I am often asked to articulate some problems that people can start working on immediately and get some real world industry experience in artificial intelligence. The hard part for these situations is that the problem or a part of it should be meaningful to people with every level of technological sophistication. So here is an attempt to articulate such a problem for Natural Language Processing.
Consider this Wikipedia based data set (40MB), which is built by the SQUAD team at Stanford. Try to solve the following problems for the text contained in these articles.

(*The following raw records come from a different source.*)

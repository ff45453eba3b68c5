// /////////////////////////////////////////////////////////////////////////////
// Dataflow Pipeline RS
// Copyright (c) 2025 Michael Gardner, A Bit of Help, Inc.
// SPDX-License-Identifier: BSD-3-Clause
// See LICENSE file in the project root.
// /////////////////////////////////////////////////////////////////////////////

//! # Namespace Value Object
//!
//! The immutable keyed record that flows between operations. A namespace is
//! the unit of dataflow: every operation callable takes a list of
//! namespaces and returns a list of namespaces, and every stage boundary is
//! a list of namespaces.
//!
//! ## Immutability
//!
//! The underlying map is never mutated after construction. `merge` and
//! `delete` build and return new instances; a caller holding a namespace
//! reference can never observe state changes caused by any other caller.
//! The map is shared behind `Arc`, so cloning a namespace — which the
//! scheduler does once per parallel worker — is a pointer copy, not a deep
//! copy.
//!
//! ## Merge Semantics
//!
//! `merge` is right-biased: incoming keys overwrite existing ones. `delete`
//! removes keys if present and is a no-op for absent keys. Both laws are
//! property-tested.
//!
//! # Examples
//!
//! ```
//! use dataflow_pipeline_domain::value_objects::{field, Namespace, Value};
//!
//! let ns = Namespace::from_pairs([("title", Value::text("draft"))]);
//! let revised = ns.merge([(field("title"), Value::text("final"))]);
//!
//! assert_eq!(ns.get(&field("title")), Some(&Value::text("draft")));
//! assert_eq!(revised.get(&field("title")), Some(&Value::text("final")));
//! ```

use std::collections::BTreeMap;
use std::sync::Arc;

use serde::Serialize;

use crate::value_objects::{field, FieldName, Value};

/// Immutable mapping from canonical field name to value.
///
/// Equality and hashing are by key/value pair set. See the module
/// documentation for the immutability and merge contracts.
#[derive(Debug, Clone, PartialEq, Eq, Hash, Serialize)]
#[serde(transparent)]
pub struct Namespace {
    fields: Arc<BTreeMap<FieldName, Value>>,
}

impl Namespace {
    /// Creates an empty namespace
    pub fn empty() -> Self {
        Self {
            fields: Arc::new(BTreeMap::new()),
        }
    }

    /// Creates a namespace from field/value pairs with literal names.
    ///
    /// Convenience for tests and inline construction; names must be valid
    /// literals (see [`field`]).
    pub fn from_pairs<'a>(pairs: impl IntoIterator<Item = (&'a str, Value)>) -> Self {
        pairs
            .into_iter()
            .map(|(name, value)| (field(name), value))
            .collect()
    }

    /// Gets the value of a field, if present
    pub fn get(&self, name: &FieldName) -> Option<&Value> {
        self.fields.get(name)
    }

    /// Checks whether a field is present
    pub fn has(&self, name: &FieldName) -> bool {
        self.fields.contains_key(name)
    }

    /// Returns a new namespace with the given entries merged in.
    ///
    /// Right-biased: incoming keys overwrite existing keys. The receiver is
    /// unchanged.
    pub fn merge(&self, entries: impl IntoIterator<Item = (FieldName, Value)>) -> Namespace {
        let mut fields = (*self.fields).clone();
        for (name, value) in entries {
            fields.insert(name, value);
        }
        Namespace {
            fields: Arc::new(fields),
        }
    }

    /// Returns a new namespace without the given fields.
    ///
    /// Absent keys are ignored. The receiver is unchanged.
    pub fn delete<'a>(&self, names: impl IntoIterator<Item = &'a FieldName>) -> Namespace {
        let mut fields = (*self.fields).clone();
        for name in names {
            fields.remove(name);
        }
        Namespace {
            fields: Arc::new(fields),
        }
    }

    /// Folds a list of namespaces into one by right-biased merge.
    ///
    /// Later namespaces win on key conflicts. An empty list folds to the
    /// empty namespace.
    pub fn merge_all<'a>(namespaces: impl IntoIterator<Item = &'a Namespace>) -> Namespace {
        let mut iter = namespaces.into_iter();
        let first = match iter.next() {
            Some(ns) => ns.clone(),
            None => return Namespace::empty(),
        };
        iter.fold(first, |acc, ns| {
            acc.merge(ns.iter().map(|(k, v)| (k.clone(), v.clone())))
        })
    }

    /// Gets a snapshot of the contents as an owned mapping
    pub fn to_mapping(&self) -> BTreeMap<FieldName, Value> {
        (*self.fields).clone()
    }

    /// Iterates over the field names in canonical order
    pub fn keys(&self) -> impl Iterator<Item = &FieldName> {
        self.fields.keys()
    }

    /// Iterates over field/value pairs in canonical key order
    pub fn iter(&self) -> impl Iterator<Item = (&FieldName, &Value)> {
        self.fields.iter()
    }

    /// Gets the number of fields
    pub fn len(&self) -> usize {
        self.fields.len()
    }

    /// Checks whether the namespace has no fields
    pub fn is_empty(&self) -> bool {
        self.fields.is_empty()
    }

    /// Renders a fixed-length preview for trace output.
    ///
    /// The rendering is `{k: v, …}` in key order, truncated to `max_len`
    /// characters with an ellipsis marker.
    pub fn preview(&self, max_len: usize) -> String {
        let mut rendered = String::from("{");
        for (idx, (name, value)) in self.fields.iter().enumerate() {
            if idx > 0 {
                rendered.push_str(", ");
            }
            rendered.push_str(name.as_str());
            rendered.push_str(": ");
            rendered.push_str(&value.describe());
            if rendered.chars().count() > max_len {
                break;
            }
        }
        rendered.push('}');
        if rendered.chars().count() > max_len {
            let truncated: String = rendered.chars().take(max_len.saturating_sub(2)).collect();
            format!("{}…}}", truncated)
        } else {
            rendered
        }
    }
}

impl Default for Namespace {
    fn default() -> Self {
        Namespace::empty()
    }
}

impl FromIterator<(FieldName, Value)> for Namespace {
    fn from_iter<T: IntoIterator<Item = (FieldName, Value)>>(iter: T) -> Self {
        Namespace {
            fields: Arc::new(iter.into_iter().collect()),
        }
    }
}

impl From<BTreeMap<FieldName, Value>> for Namespace {
    fn from(fields: BTreeMap<FieldName, Value>) -> Self {
        Namespace {
            fields: Arc::new(fields),
        }
    }
}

Each program should be self-learning and must have clearly defined accuracy metrics.
- Write a program to accurately split paragraphs in the database to sentences.
- Write a program to accurately split sentences to individual words and punctuation marks.
- Write a program to accurately predict the part of speech of each of the words/ tokens.
- Write a program to split each word into its lemma and modification e.g. for the word “rooting” the lemma would be “root” and the modification is “ing”.
- Write a program to identify all the a) Noun Phrases; and b) Verb Phrases
- Write a program to a) identify all the anaphora; b) categorize them and c) resolve them.
- Write a program to categorize all noun and verb phrases, including those represented as anaphoras to a suitable level of hypernyms e.g. “cat” is an animal, India is a country, etc.
- Write a program to identify the missing information and its type/ hypernym e.g. for “Which is the largest continent” the program should identify that the answer should be a hyponym of “continents.”
- Write a program to answer each of the questions in the dataset by identifying the right sentence or phrase e.g. for “Which is the largest continent?” answer “Asia is the largest continent.”
- Write a program to answer each of the questions in the dataset by identifying the exact answer e.g. for “Which is the largest continent?” answer “Asia.”
At this point you are ready to compete in the worldwide SQUAD competition as well.
I am curious as to various approaches that people are likely to take for this. Please suggest some in the comments, and also link the various resources you would be using to solve these problems.